My interpretation of your article: China seems to visitors to have endless possibilities and to be free-wheeling and unregulated. However naive foreigners eventually discover complexities that engulf them. The Communist Party is never visible, yet its tentacles are pervasive (see The Party by Richard McGregor). Communist party has cemented its grip on power, rather than surrendering to market. The Party has marginalised all opponents - so that it alone has the ability and skill to run the country. No alternative is allowed to exist - and this is how Party maintains its stranglehold (with state ownership of strategic industries, Party Committees in all major companies with total control over choice of personnel, the introduction of unions and Communist Party Committees into privately owned companies). The involvement of Communist Party committees (with responsibility for the functions that matter most) is never publicly disclosed. The GFC convinced China's leaders of the superiority of their system. The Communist Party system is both (a) rotten, corrupt, costly and often dysfunctional; but also (b) flexible enough to absorb everything thrown at it (Ryan C., 'China's big secret', Australian Financial Review, 16/7/10).
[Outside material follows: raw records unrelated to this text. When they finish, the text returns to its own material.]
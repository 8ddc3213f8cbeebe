use construct_client_core::DataApi;
use construct_shared::{
    req_args::RegisterReqArgs,
    route::{NavigateTo, Route},
};
use tracing::info;

use super::{login::AttemptStatus, DisplayablePage, Screen};
use crate::DataShared;

#[derive(Debug, Default)]
pub struct UiRegister {
    attempt_status: AttemptStatus,
}

impl UiRegister {
    pub fn submit<A: DataApi>(&mut self, args: RegisterReqArgs, data_shared: &DataShared<A>) {
        if !self.attempt_status.is_allowed_to_submit() {
            info!("registration already in progress, ignoring submit");
            return;
        }
        let rx = data_shared.client.register(args, data_shared.wake_fn());
        self.attempt_status = AttemptStatus::AwaitingResponse(rx);
    }
}

impl DisplayablePage for UiRegister {
    fn title_base() -> &'static str {
        "Register"
    }

    fn update<A: DataApi>(&mut self, _: &mut DataShared<A>) -> Option<NavigateTo> {
        self.attempt_status.check()
    }

    fn screen(&self) -> Screen {
        let mut screen = Screen::new(Self::title_base());
        self.attempt_status.describe(&mut screen, "Registering...");
        screen.action("Already have an account? Login here", Route::Login);
        screen
    }

    fn is_busy(&self) -> bool {
        matches!(self.attempt_status, AttemptStatus::AwaitingResponse(_))
    }
}
use std::time::Duration;

use construct_client_core::{guard, GuardDecision};
use construct_shared::{
    errors::ValidationError,
    req_args::LoginReqArgs,
    route::{NavigateTo, Route},
    uac::AuthError,
};
use serde_json::json;
use wiremock::{
    matchers::{body_json, method, path},
    Mock, ResponseTemplate,
};

use crate::helpers::{no_cb, spawn_app};

fn login_args() -> LoginReqArgs {
    LoginReqArgs::new("u", "p".to_string().into())
}

#[tokio::test]
async fn login_success_stores_token_and_navigates_to_dashboard() {
    // Arrange
    let app = spawn_app().await;
    Mock::given(method("POST"))
        .and(path("/api/login/"))
        .and(body_json(json!({"username": "u", "password": "p"})))
        .respond_with(ResponseTemplate::new(200).set_body_json(json!({"token": "T"})))
        .expect(1)
        .mount(&app.server)
        .await;

    // Act
    let outcome = app.core_client.login(login_args(), no_cb).await.unwrap();

    // Assert
    assert_eq!(outcome, Ok(NavigateTo(Route::Dashboard)));
    let session = app.core_client.session();
    assert_eq!(session.token.as_ref().map(|t| t.as_str()), Some("T"));
    assert_eq!(session.username().unwrap().as_ref(), "u");
    assert!(!session.is_loading);
    assert_eq!(app.stored_token().as_deref(), Some("T"));
}

#[tokio::test]
async fn login_rejected_uses_detail_and_stays_logged_out() {
    // Arrange
    let app = spawn_app().await;
    Mock::given(method("POST"))
        .and(path("/api/login/"))
        .respond_with(ResponseTemplate::new(401).set_body_json(json!({"detail": "bad creds"})))
        .mount(&app.server)
        .await;

    // Act
    let outcome = app.core_client.login(login_args(), no_cb).await.unwrap();

    // Assert
    assert_eq!(outcome, Err(AuthError::Rejected("bad creds".to_string())));
    assert_eq!(outcome.unwrap_err().to_string(), "bad creds");
    assert!(!app.core_client.is_logged_in());
    assert!(!app.core_client.session().is_loading);
    assert_eq!(app.stored_token(), None);
}

#[tokio::test]
async fn login_rejected_without_detail_uses_non_field_errors() {
    // Arrange
    let app = spawn_app().await;
    Mock::given(method("POST"))
        .and(path("/api/login/"))
        .respond_with(
            ResponseTemplate::new(400)
                .set_body_json(json!({"non_field_errors": ["Unable to log in."]})),
        )
        .mount(&app.server)
        .await;

    // Act
    let outcome = app.core_client.login(login_args(), no_cb).await.unwrap();

    // Assert
    assert_eq!(
        outcome,
        Err(AuthError::Rejected("Unable to log in.".to_string()))
    );
}

#[tokio::test]
async fn login_rejected_with_unknown_body_uses_fallback() {
    // Arrange
    let app = spawn_app().await;
    Mock::given(method("POST"))
        .and(path("/api/login/"))
        .respond_with(ResponseTemplate::new(400).set_body_json(json!({"something": "else"})))
        .mount(&app.server)
        .await;

    // Act
    let outcome = app.core_client.login(login_args(), no_cb).await.unwrap();

    // Assert
    assert_eq!(
        outcome.unwrap_err().to_string(),
        "Invalid credentials. Please check your username and password."
    );
}

#[tokio::test]
async fn login_non_json_response_is_network_error() {
    // Arrange
    let app = spawn_app().await;
    Mock::given(method("POST"))
        .and(path("/api/login/"))
        .respond_with(ResponseTemplate::new(502).set_body_string("<html>Bad Gateway</html>"))
        .mount(&app.server)
        .await;

    // Act
    let outcome = app.core_client.login(login_args(), no_cb).await.unwrap();

    // Assert
    assert_eq!(outcome, Err(AuthError::Network));
    assert!(!app.core_client.is_logged_in());
}

#[tokio::test]
async fn login_unreachable_server_is_network_error() {
    // Arrange
    // Nothing listens on the discard port
    let core_client = construct_client_core::Client::new(
        "http://127.0.0.1:9".to_string(),
        Box::new(construct_client_core::MemoryStorage::default()),
    );

    // Act
    let outcome = core_client.login(login_args(), no_cb).await.unwrap();

    // Assert
    assert_eq!(
        outcome.unwrap_err().to_string(),
        "Network error. Could not connect to the server."
    );
    assert!(!core_client.session().is_loading);
}

#[tokio::test]
async fn login_missing_fields_sends_nothing() {
    // Arrange
    let app = spawn_app().await;
    Mock::given(method("POST"))
        .respond_with(ResponseTemplate::new(200).set_body_json(json!({"token": "T"})))
        .expect(0)
        .mount(&app.server)
        .await;
    let args = LoginReqArgs::new("u", String::new().into());

    // Act
    let outcome = app.core_client.login(args, no_cb).await.unwrap();

    // Assert
    assert_eq!(
        outcome,
        Err(AuthError::Validation(ValidationError::MissingLoginFields))
    );
    assert!(!app.core_client.session().is_loading);
}

#[tokio::test]
async fn login_keeps_session_loading_until_answered() {
    // Arrange
    let app = spawn_app().await;
    Mock::given(method("POST"))
        .and(path("/api/login/"))
        .respond_with(
            ResponseTemplate::new(200)
                .set_body_json(json!({"token": "T"}))
                .set_delay(Duration::from_millis(300)),
        )
        .mount(&app.server)
        .await;

    // Act - Start and look while the server is still answering
    let rx = app.core_client.login(login_args(), no_cb);
    tokio::time::sleep(Duration::from_millis(50)).await;

    // Assert - Loading, so the guard makes no decision yet
    let session = app.core_client.session();
    assert!(session.is_loading);
    assert_eq!(guard(&Route::Dashboard, &session), GuardDecision::Loading);

    // Act - Finish
    let outcome = rx.await.unwrap();

    // Assert - Settled and logged in
    assert_eq!(outcome, Ok(NavigateTo(Route::Dashboard)));
    let session = app.core_client.session();
    assert!(!session.is_loading);
    assert_eq!(
        guard(&Route::Dashboard, &session),
        GuardDecision::Render(Route::Dashboard)
    );
}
Under 'Asian / Confucian' traditions, power is traditionally exerted by having control of access to information (most particularly by bureaucracies). Making decisions is the traditional Western criteria for having power, but this is the role of subordinates in 'Asia' (eg see Asian Power and Politics). This origin of this approach and its implications are further explored in the detailed comments on Time may not be on China's Side.

It is necessary also to recognise that 'marginalizing all opponents' who might have the ability and skill to run anything is not likely to be simply applied within 'Asian' nations such as Japan and China, but rather is a component of traditional Art of War strategies to defeat foreign opponents (eg by behind the scenes suggestions to opposing leaders about steps which superficially seem constructive to them, but which have the effect of hollowing out opponents' competences, particularly in handling information).

Australia's governance competencies have been 'hollowed out' very severely in recent years (arguably as a consequence of politicisation of public services by political leaders who believed that it was necessary to overcome 'bureaucratic resistance', but in doing so eliminated any serious reality checks on their often inadequate policies) - see Decay of Australian Public Administration. As a result, the competencies needed to provide realistic information to key decision makers has been severely weakened, and Australia is increasing at risk from the half baked policies of political populists (see On Populism).

No one will ever know whether Australia's leaders were subjected to outside encouragement to 'hollow out' the competencies needed for effective government, but in a regional environment in which the ability to access practical information and experience is now becoming the basis for economic and political power, it seems highly desirable to begin reversing the damage that naive politicians have done as soon as possible.